**Task requirements:** Once the line with "the delete fails." is found in the entries below, print it and each following line exactly, stopping after the line with "let pipeline = self.pipeline();"; print nothing else.

**The data:**

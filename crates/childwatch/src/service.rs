//! Service wiring: store, notifier, pipeline and broker session.

use std::future::Future;
use std::sync::Arc;
use std::time::Duration;

use tokio::sync::mpsc;
use tokio::task::JoinHandle;
use tracing::{debug, info, warn};

use crate::alert::{Clock, SystemClock};
use crate::broker::{BrokerConnection, ConnectionState};
use crate::config::Config;
use crate::error::{Error, Result};
use crate::history::AlertHistory;
use crate::ingest::Pipeline;
use crate::notify::{LogNotifier, Notifier};
use crate::storage::{AlertStore, Storage};

/// Owns the collaborators of a running alert intake.
pub struct AlertService {
    config: Config,
    store: Arc<Storage>,
    notifier: Arc<dyn Notifier>,
    clock: Arc<dyn Clock>,
}

impl std::fmt::Debug for AlertService {
    fn fmt(&self, f: &mut std::fmt::Formatter<'_>) -> std::fmt::Result {
        f.debug_struct("AlertService")
            .field("store", &self.store)
            .finish_non_exhaustive()
    }
}

impl AlertService {
    /// Open the configured store and build a service around it.
    ///
    /// Notifications go to a [`LogNotifier`] until
    /// [`with_notifier`](Self::with_notifier) replaces it.
    ///
    /// # Errors
    ///
    /// Returns an error if the database cannot be opened.
    pub fn open(config: Config) -> Result<Self> {
        let store = Storage::open_with_limits(config.database_path(), config.store_limits())?;
        Ok(Self::with_store(config, store))
    }

    /// Build a service around an already opened store.
    #[must_use]
    pub fn with_store(config: Config, store: Storage) -> Self {
        let notifier = Arc::new(LogNotifier::new(&config.notification));
        Self {
            config,
            store: Arc::new(store),
            notifier,
            clock: Arc::new(SystemClock),
        }
    }

    /// Replace the notification sink.
    #[must_use]
    pub fn with_notifier(mut self, notifier: Arc<dyn Notifier>) -> Self {
        self.notifier = notifier;
        self
    }

    /// Replace the clock used for timestamps and expiry.
    #[must_use]
    pub fn with_clock(mut self, clock: Arc<dyn Clock>) -> Self {
        self.clock = clock;
        self
    }

    /// The effective configuration.
    #[must_use]
    pub fn config(&self) -> &Config {
        &self.config
    }

    /// The shared alert store.
    #[must_use]
    pub fn store(&self) -> Arc<Storage> {
        Arc::clone(&self.store)
    }

    /// A history view for presentation layers.
    #[must_use]
    pub fn history(&self) -> AlertHistory {
        AlertHistory::new(self.store.clone())
    }

    /// A pipeline writing into this service's store.
    #[must_use]
    pub fn pipeline(&self) -> Pipeline {
        Pipeline::new(
            self.store.clone(),
            Arc::clone(&self.notifier),
            Arc::clone(&self.clock),
            self.config.notification.title.clone(),
        )
    }

    /// Delete alerts past the retention window.
    ///
    /// # Errors
    ///
    /// Returns a storage error if the delete fails.
    pub fn expire(&self) -> Result<usize> {
        self.store.delete_expired(self.clock.now())
    }

    /// Expire old alerts, then start ingestion and the broker session.
    ///
    /// Must be called from within a tokio runtime.
    #[must_use]
    pub fn start(&self) -> RunningService {
        match self.expire() {
            Ok(removed) => info!("Startup expiry removed {} alerts", removed),
            Err(err) => warn!("Startup expiry failed: {}", err),
        }

        let (sender, receiver) = mpsc::channel(self.config.broker.queue_capacity);
        let pipeline = self.pipeline();
        let ingest = tokio::spawn(async move { pipeline.run(receiver).await });
        let connection = BrokerConnection::connect(&self.config.broker, sender);
        let sweep = self
            .config
            .sweep_interval()
            .map(|period| spawn_sweep(self.store.clone(), Arc::clone(&self.clock), period));

        RunningService {
            connection,
            ingest,
            sweep,
        }
    }
}

fn spawn_sweep(store: Arc<dyn AlertStore>, clock: Arc<dyn Clock>, period: Duration) -> JoinHandle<()> {
    info!("Expiring old alerts every {:?}", period);
    tokio::spawn(async move {
        let mut ticks = tokio::time::interval(period);
        // The first tick is immediate and startup already expired.
        ticks.tick().await;
        loop {
            ticks.tick().await;
            match store.delete_expired(clock.now()) {
                Ok(removed) => debug!("Sweep removed {} alerts", removed),
                Err(err) => warn!("Expiry sweep failed: {}", err),
            }
        }
    })
}

/// Handle to a started [`AlertService`].
#[derive(Debug)]
pub struct RunningService {
    connection: BrokerConnection,
    ingest: JoinHandle<usize>,
    sweep: Option<JoinHandle<()>>,
}

impl RunningService {
    /// Current broker connection state.
    #[must_use]
    pub fn state(&self) -> ConnectionState {
        self.connection.state()
    }

    /// Run until `shutdown` resolves or the broker session ends on its own.
    ///
    /// Returns the number of alerts stored.
    ///
    /// # Errors
    ///
    /// Returns the connection error if the first connect failed.
    pub async fn run_until<F>(mut self, shutdown: F) -> Result<usize>
    where
        F: Future<Output = ()>,
    {
        tokio::select! {
            () = shutdown => info!("Shutdown requested"),
            () = self.connection.terminated() => debug!("Broker session ended"),
        }
        self.shutdown().await
    }

    /// Close the broker session and let queued alerts finish ingesting.
    ///
    /// Returns the number of alerts stored.
    ///
    /// # Errors
    ///
    /// Returns the connection error if the first connect failed.
    pub async fn shutdown(self) -> Result<usize> {
        if let Some(sweep) = &self.sweep {
            sweep.abort();
        }
        let closed = self.connection.close().await;
        let stored = self
            .ingest
            .await
            .map_err(|e| Error::internal(format!("ingestion task failed: {e}")))?;
        closed.map(|()| stored)
    }
}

**Solution to this exercise:**
    /// Returns a storage error if the delete fails.
    pub fn expire(&self) -> Result<usize> {
        self.store.delete_expired(self.clock.now())
    }

    /// Expire old alerts, then start ingestion and the broker session.
    ///
    /// Must be called from within a tokio runtime.
    #[must_use]
    pub fn start(&self) -> RunningService {
        match self.expire() {
            Ok(removed) => info!("Startup expiry removed {} alerts", removed),
            Err(err) => warn!("Startup expiry failed: {}", err),
        }

        let (sender, receiver) = mpsc::channel(self.config.broker.queue_capacity);
        let pipeline = self.pipeline();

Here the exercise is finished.